### Requirement:
Send back all the data below, exactly as given.

### Input for this task:
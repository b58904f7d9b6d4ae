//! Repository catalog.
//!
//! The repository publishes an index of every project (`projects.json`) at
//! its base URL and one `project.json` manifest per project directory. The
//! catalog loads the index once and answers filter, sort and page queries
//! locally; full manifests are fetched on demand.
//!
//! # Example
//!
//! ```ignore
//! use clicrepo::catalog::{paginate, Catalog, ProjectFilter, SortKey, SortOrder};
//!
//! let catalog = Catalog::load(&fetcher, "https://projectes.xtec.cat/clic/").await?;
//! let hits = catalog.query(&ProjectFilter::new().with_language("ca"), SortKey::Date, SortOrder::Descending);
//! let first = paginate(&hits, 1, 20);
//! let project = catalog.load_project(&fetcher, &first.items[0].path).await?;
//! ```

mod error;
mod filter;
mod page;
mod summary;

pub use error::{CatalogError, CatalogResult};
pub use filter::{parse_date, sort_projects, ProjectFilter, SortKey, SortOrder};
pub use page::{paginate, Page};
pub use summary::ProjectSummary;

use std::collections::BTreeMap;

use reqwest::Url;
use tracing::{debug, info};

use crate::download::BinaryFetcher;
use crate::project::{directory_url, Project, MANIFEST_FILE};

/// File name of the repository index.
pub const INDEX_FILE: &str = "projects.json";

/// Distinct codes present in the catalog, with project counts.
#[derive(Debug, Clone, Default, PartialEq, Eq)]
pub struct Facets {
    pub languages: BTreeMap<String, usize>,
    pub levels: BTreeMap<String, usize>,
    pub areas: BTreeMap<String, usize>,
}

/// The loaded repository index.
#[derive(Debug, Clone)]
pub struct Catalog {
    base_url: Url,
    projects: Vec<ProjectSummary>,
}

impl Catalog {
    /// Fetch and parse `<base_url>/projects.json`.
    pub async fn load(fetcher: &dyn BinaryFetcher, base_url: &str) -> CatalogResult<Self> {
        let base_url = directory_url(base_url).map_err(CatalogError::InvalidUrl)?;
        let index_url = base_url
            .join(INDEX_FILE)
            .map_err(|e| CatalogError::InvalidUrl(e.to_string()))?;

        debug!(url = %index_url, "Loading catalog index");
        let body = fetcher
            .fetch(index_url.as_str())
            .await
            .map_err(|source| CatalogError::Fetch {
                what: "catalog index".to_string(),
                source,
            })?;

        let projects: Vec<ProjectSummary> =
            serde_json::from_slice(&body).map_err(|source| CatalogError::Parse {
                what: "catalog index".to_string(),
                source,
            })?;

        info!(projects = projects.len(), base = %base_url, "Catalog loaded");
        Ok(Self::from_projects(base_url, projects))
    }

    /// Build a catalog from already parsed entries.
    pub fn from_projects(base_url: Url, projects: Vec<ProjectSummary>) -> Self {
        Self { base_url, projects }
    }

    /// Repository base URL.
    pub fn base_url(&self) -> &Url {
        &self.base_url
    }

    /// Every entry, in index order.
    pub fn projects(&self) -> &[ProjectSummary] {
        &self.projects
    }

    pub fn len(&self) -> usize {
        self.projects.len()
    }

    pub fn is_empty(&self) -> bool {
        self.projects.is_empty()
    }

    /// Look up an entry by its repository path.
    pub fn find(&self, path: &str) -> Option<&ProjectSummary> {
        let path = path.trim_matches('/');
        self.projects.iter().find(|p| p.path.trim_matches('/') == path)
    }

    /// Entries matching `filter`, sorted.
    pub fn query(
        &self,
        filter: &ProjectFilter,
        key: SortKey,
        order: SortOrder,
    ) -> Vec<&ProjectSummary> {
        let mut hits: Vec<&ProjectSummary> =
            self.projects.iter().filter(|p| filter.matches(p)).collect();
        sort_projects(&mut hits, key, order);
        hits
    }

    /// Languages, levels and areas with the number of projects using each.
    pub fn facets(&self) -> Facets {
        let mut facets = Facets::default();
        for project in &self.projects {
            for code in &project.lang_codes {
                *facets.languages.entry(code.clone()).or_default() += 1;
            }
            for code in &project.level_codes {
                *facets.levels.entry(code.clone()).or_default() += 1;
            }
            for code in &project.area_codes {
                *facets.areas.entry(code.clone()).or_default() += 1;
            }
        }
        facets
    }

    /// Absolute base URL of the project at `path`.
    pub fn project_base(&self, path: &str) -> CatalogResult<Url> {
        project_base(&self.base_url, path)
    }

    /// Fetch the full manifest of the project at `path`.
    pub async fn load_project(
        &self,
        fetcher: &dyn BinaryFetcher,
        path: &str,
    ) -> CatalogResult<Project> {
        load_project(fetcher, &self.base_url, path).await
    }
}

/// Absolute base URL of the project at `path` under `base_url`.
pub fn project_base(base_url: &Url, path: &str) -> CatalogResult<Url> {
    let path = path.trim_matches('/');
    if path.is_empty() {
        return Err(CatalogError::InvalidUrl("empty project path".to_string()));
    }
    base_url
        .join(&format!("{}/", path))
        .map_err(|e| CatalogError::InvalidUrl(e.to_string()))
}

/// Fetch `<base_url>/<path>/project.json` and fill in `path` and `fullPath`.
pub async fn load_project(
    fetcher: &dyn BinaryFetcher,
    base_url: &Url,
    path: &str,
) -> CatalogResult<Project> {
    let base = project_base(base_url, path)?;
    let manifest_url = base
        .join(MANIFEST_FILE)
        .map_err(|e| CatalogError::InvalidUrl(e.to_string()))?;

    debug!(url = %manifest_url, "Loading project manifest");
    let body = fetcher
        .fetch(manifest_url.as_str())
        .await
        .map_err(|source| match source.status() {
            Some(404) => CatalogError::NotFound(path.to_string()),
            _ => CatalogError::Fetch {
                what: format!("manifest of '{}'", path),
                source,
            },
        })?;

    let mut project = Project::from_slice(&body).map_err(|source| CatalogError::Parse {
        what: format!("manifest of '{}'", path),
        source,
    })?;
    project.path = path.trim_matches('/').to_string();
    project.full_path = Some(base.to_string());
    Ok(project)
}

### Result for this task:
repository b58904f7d9b6d4ae
//! Repository catalog.
//!
//! The repository publishes an index of every project (`projects.json`) at
//! its base URL and one `project.json` manifest per project directory. The
//! catalog loads the index once and answers filter, sort and page queries
//! locally; full manifests are fetched on demand.
//!
//! # Example
//!
//! ```ignore
//! use clicrepo::catalog::{paginate, Catalog, ProjectFilter, SortKey, SortOrder};
//!
//! let catalog = Catalog::load(&fetcher, "https://projectes.xtec.cat/clic/").await?;
//! let hits = catalog.query(&ProjectFilter::new().with_language("ca"), SortKey::Date, SortOrder::Descending);
//! let first = paginate(&hits, 1, 20);
//! let project = catalog.load_project(&fetcher, &first.items[0].path).await?;
//! ```

mod error;
mod filter;
mod page;
mod summary;

pub use error::{CatalogError, CatalogResult};
pub use filter::{parse_date, sort_projects, ProjectFilter, SortKey, SortOrder};
pub use page::{paginate, Page};
pub use summary::ProjectSummary;

use std::collections::BTreeMap;

use reqwest::Url;
use tracing::{debug, info};

use crate::download::BinaryFetcher;
use crate::project::{directory_url, Project, MANIFEST_FILE};

/// File name of the repository index.
pub const INDEX_FILE: &str = "projects.json";

/// Distinct codes present in the catalog, with project counts.
#[derive(Debug, Clone, Default, PartialEq, Eq)]
pub struct Facets {
    pub languages: BTreeMap<String, usize>,
    pub levels: BTreeMap<String, usize>,
    pub areas: BTreeMap<String, usize>,
}

/// The loaded repository index.
#[derive(Debug, Clone)]
pub struct Catalog {
    base_url: Url,
    projects: Vec<ProjectSummary>,
}

impl Catalog {
    /// Fetch and parse `<base_url>/projects.json`.
    pub async fn load(fetcher: &dyn BinaryFetcher, base_url: &str) -> CatalogResult<Self> {
        let base_url = directory_url(base_url).map_err(CatalogError::InvalidUrl)?;
        let index_url = base_url
            .join(INDEX_FILE)
            .map_err(|e| CatalogError::InvalidUrl(e.to_string()))?;

        debug!(url = %index_url, "Loading catalog index");
        let body = fetcher
            .fetch(index_url.as_str())
            .await
            .map_err(|source| CatalogError::Fetch {
                what: "catalog index".to_string(),
                source,
            })?;

        let projects: Vec<ProjectSummary> =
            serde_json::from_slice(&body).map_err(|source| CatalogError::Parse {
                what: "catalog index".to_string(),
                source,
            })?;

        info!(projects = projects.len(), base = %base_url, "Catalog loaded");
        Ok(Self::from_projects(base_url, projects))
    }

    /// Build a catalog from already parsed entries.
    pub fn from_projects(base_url: Url, projects: Vec<ProjectSummary>) -> Self {
        Self { base_url, projects }
    }

    /// Repository base URL.
    pub fn base_url(&self) -> &Url {
        &self.base_url
    }

    /// Every entry, in index order.
    pub fn projects(&self) -> &[ProjectSummary] {
        &self.projects
    }

    pub fn len(&self) -> usize {
        self.projects.len()
    }

    pub fn is_empty(&self) -> bool {
        self.projects.is_empty()
    }

    /// Look up an entry by its repository path.
    pub fn find(&self, path: &str) -> Option<&ProjectSummary> {
        let path = path.trim_matches('/');
        self.projects.iter().find(|p| p.path.trim_matches('/') == path)
    }

    /// Entries matching `filter`, sorted.
    pub fn query(
        &self,
        filter: &ProjectFilter,
        key: SortKey,
        order: SortOrder,
    ) -> Vec<&ProjectSummary> {
        let mut hits: Vec<&ProjectSummary> =
            self.projects.iter().filter(|p| filter.matches(p)).collect();
        sort_projects(&mut hits, key, order);
        hits
    }

    /// Languages, levels and areas with the number of projects using each.
    pub fn facets(&self) -> Facets {
        let mut facets = Facets::default();
        for project in &self.projects {
            for code in &project.lang_codes {
                *facets.languages.entry(code.clone()).or_default() += 1;
            }
            for code in &project.level_codes {
                *facets.levels.entry(code.clone()).or_default() += 1;
            }
            for code in &project.area_codes {
                *facets.areas.entry(code.clone()).or_default() += 1;
            }
        }
        facets
    }

    /// Absolute base URL of the project at `path`.
    pub fn project_base(&self, path: &str) -> CatalogResult<Url> {
        project_base(&self.base_url, path)
    }

    /// Fetch the full manifest of the project at `path`.
    pub async fn load_project(
        &self,
        fetcher: &dyn BinaryFetcher,
        path: &str,
    ) -> CatalogResult<Project> {
        load_project(fetcher, &self.base_url, path).await
    }
}

/// Absolute base URL of the project at `path` under `base_url`.
pub fn project_base(base_url: &Url, path: &str) -> CatalogResult<Url> {
    let path = path.trim_matches('/');
    if path.is_empty() {
        return Err(CatalogError::InvalidUrl("empty project path".to_string()));
    }
    base_url
        .join(&format!("{}/", path))
        .map_err(|e| CatalogError::InvalidUrl(e.to_string()))
}

/// Fetch `<base_url>/<path>/project.json` and fill in `path` and `fullPath`.
pub async fn load_project(
    fetcher: &dyn BinaryFetcher,
    base_url: &Url,
    path: &str,
) -> CatalogResult<Project> {
    let base = project_base(base_url, path)?;
    let manifest_url = base
        .join(MANIFEST_FILE)
        .map_err(|e| CatalogError::InvalidUrl(e.to_string()))?;

    debug!(url = %manifest_url, "Loading project manifest");
    let body = fetcher
        .fetch(manifest_url.as_str())
        .await
        .map_err(|source| match source.status() {
            Some(404) => CatalogError::NotFound(path.to_string()),
            _ => CatalogError::Fetch {
                what: format!("manifest of '{}'", path),
                source,
            },
        })?;

    let mut project = Project::from_slice(&body).map_err(|source| CatalogError::Parse {
        what: format!("manifest of '{}'", path),
        source,
    })?;
    project.path = path.trim_matches('/').to_string();
    project.full_path = Some(base.to_string());
    Ok(project)
}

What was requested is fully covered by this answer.